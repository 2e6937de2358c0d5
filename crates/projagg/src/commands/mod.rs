//! Command implementations for projagg CLI.
//!
//! Each submodule implements the logic for one command.

pub mod aggregate;
pub mod doctor;
pub mod missing;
# # #
## THE TASK
Set down the preceding data verbatim. Every line belongs in the copy.

## EXERCISE SOLUTION
repository 2e6937de2358c0d5
filename crates/projagg/src/commands/mod.rs
//! Command implementations for projagg CLI.
//!
//! Each submodule implements the logic for one command.

pub mod aggregate;
pub mod doctor;
pub mod missing;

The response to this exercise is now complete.